[Opening Given entries section]

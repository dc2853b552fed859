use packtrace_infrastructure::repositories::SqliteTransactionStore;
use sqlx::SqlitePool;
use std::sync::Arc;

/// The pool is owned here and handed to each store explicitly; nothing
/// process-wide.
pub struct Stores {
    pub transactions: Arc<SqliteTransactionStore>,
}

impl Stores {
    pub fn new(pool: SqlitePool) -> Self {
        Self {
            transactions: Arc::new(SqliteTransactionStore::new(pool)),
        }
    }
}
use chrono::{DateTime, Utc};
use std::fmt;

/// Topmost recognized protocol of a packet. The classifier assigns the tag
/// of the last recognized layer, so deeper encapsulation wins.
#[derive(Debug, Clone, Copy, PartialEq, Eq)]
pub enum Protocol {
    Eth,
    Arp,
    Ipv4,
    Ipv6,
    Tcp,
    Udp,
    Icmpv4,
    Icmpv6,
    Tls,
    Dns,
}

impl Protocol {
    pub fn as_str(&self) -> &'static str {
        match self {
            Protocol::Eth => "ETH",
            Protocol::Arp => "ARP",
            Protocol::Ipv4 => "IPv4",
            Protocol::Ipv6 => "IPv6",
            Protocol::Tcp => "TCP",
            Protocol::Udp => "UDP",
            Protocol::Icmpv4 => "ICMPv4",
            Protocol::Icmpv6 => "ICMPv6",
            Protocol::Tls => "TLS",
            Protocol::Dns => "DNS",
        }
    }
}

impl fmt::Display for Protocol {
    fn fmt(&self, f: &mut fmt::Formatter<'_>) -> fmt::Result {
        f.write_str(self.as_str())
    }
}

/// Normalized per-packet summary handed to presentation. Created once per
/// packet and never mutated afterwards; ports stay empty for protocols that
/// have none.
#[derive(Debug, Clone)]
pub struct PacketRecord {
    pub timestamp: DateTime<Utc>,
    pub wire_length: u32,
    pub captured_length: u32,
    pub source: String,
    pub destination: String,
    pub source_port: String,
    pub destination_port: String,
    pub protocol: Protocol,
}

[Closing Given entries section]
[Opening Given entries section]

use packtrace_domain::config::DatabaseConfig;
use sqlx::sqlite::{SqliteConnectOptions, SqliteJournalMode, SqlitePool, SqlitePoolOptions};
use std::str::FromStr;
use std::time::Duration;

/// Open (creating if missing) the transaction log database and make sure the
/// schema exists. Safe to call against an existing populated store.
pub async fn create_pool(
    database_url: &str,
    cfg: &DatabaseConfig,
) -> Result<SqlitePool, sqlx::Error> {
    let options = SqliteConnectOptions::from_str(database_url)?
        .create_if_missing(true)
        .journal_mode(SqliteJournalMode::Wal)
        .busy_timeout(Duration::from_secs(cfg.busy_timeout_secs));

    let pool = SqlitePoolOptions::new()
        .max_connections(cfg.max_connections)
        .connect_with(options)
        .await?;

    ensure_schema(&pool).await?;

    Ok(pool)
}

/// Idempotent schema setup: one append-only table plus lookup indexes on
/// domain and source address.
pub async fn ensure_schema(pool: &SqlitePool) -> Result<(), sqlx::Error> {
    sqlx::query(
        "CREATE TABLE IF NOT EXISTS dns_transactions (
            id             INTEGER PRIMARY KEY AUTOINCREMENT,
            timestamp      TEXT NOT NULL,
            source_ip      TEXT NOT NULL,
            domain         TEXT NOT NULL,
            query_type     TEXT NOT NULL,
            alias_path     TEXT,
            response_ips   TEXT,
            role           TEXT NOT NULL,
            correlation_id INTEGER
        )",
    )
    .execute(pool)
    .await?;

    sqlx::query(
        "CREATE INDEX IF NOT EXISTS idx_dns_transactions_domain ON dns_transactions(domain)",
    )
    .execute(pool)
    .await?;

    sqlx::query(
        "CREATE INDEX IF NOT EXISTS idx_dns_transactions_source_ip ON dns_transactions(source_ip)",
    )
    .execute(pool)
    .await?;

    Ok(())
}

[Closing Given entries section]

• **Work request**
Find every line in the records that contains the word "NULL"; copy those lines.

• **Written solution**
            timestamp      TEXT NOT NULL,
            source_ip      TEXT NOT NULL,
            domain         TEXT NOT NULL,
            query_type     TEXT NOT NULL,
            role           TEXT NOT NULL,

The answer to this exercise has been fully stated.